Skinner lets his eyes roam over the room. He can't help remembering another time he and Scully were alone here, the first time they'd feared Mulder was dead. She hadn't trusted him then, and the terror and loathing in her eyes as she pointed a gun at his head is a painfully vivid memory. Some lonely, selfish part of him, a part whose existence he can barely stand to acknowledge, is glad for the changes that circumstances have brought into their relationship these past months. Though he would give anything to have Mulder burst through the front door right now as he did years ago, he can't help finding a perverse satisfaction in receiving a portion of Scully's trust.

As Scully returns to the room with two steaming mugs of tea, Skinner's eyes land on the aquarium, glowing eerily in the corner of the room. A goldfish is floating belly-up in the murky water, bits of its flesh beginning to flake away. The other fish hover nearby, darting close to pick at it with their gaping mouths. Their eyes are huge, unblinking; he's never before realized how strange they look. How alien.

Scully tracks his wandering gaze and sees the fish, and before he can say anything she slams the mugs down on the coffee table in front of him, sending tea sloshing over the sides and onto her hands. She's beside the tank in a flash, plunging her hand into the water, scooping up the corpse and sending the scavengers scurrying away.
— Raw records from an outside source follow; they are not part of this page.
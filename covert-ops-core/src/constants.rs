//! Centralized balance and tuning constants for covert operation resolution.
//!
//! These values define the deterministic math for the strategic layer.
//! Keeping them together ensures that balance can only be adjusted via
//! code changes reviewed in version control, rather than through external
//! rules assets.

// Outcome resolution -------------------------------------------------------
pub(crate) const BASE_CRITICAL_FAIL_MARGIN: i32 = 45;
pub(crate) const BASE_WOUND_ODDS: i32 = 20;
pub(crate) const BASE_DEATH_ODDS: i32 = 10;
pub(crate) const CRITICAL_FAILURE_SCORE_PENALTY: i32 = 300;
pub(crate) const CRITICAL_TRAP_BONUS: i32 = 35;
pub(crate) const OUTCOME_ROLL_MAX: i32 = 99;

// Mission placement --------------------------------------------------------
pub(crate) const MAX_PLACEMENT_ATTEMPTS: u32 = 50;
pub(crate) const MONTH_FALLBACK_AFTER_ATTEMPTS: u32 = 35;
pub(crate) const ANCHOR_BASE_ATTEMPTS: u32 = 2;
pub(crate) const ALIEN_MISSION_ID_KEY: &str = "ALIEN_MISSIONS";

// Background simulation ----------------------------------------------------
pub(crate) const COST_UNITS_PER_EXPERIENCE_TIER: i32 = 20;
pub(crate) const LATE_GAME_MONTH: u32 = 24;
pub(crate) const EXPERIENCE_JITTER: i32 = 2;
pub(crate) const WOUND_DAMAGE_MIN_PER_HIT: i32 = 8;
pub(crate) const WOUND_DAMAGE_MAX_PER_HIT: i32 = 12;
pub(crate) const REACTION_DODGE_FACTOR: f64 = 0.7;
pub(crate) const PROTECTION_BASE_ROLL: i32 = 7;
pub(crate) const PROTECTION_RANK_OFFSET: i32 = 2;
pub(crate) const PROTECTION_PSI_BONUS: i32 = 3;
pub(crate) const PROTECTION_CRITICAL_PENALTY: i32 = 3;
pub(crate) const SAVED_BRAVERY_THRESHOLD: i32 = 20;
pub(crate) const SAVED_BRAVERY_CHANCE: i32 = 5;
pub(crate) const LAST_SURVIVOR_MIN_DAMAGE: f64 = 0.5;
pub(crate) const LAST_SURVIVOR_MAX_DAMAGE: f64 = 0.9;
pub(crate) const STAT_ROLL_FLOOR: i32 = -3;
pub(crate) const MAX_EXPERIENCE_REROLLS: i32 = 32;

// Calendar -----------------------------------------------------------------
pub(crate) const DAYS_PER_MONTH: u32 = 30;
pub(crate) const INITIAL_FUNDS_SCALE: i64 = 1_000;
pub(crate) const INITIAL_FUNDS_JITTER_MIN: i32 = -1_258;
pub(crate) const INITIAL_FUNDS_JITTER_MAX: i32 = 6_365;

// Report keys --------------------------------------------------------------
pub(crate) const MSG_NEW_DATA_ACQUIRED: &str = "STR_NEW_DATA_ACQUIRED";
pub(crate) const MSG_ALIEN_BASE_REVEALED: &str = "STR_REGIONAL_HQ_FOUND";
"I forgot to feed the fish. I forgot all about them," she says, quiet but panicked. Skinner has to strain to hear her voice above the aquarium's hum and the rain beating against the windows. Scully turns to him with wide, empty eyes, wanting something from him -- what, he's not sure. Forgiveness? Comfort? He feels at a loss, as he has for months.

"You had so much on your mind...it's just a fish," he says, watching her as she bows her head and gazes at the mangled body in her trembling palm. He doesn't know what to say so he says anything, words spilling stupidly from his mouth. "You can get another one if you want to keep the tank. And this one lived a long time for a fish. I don't know how-"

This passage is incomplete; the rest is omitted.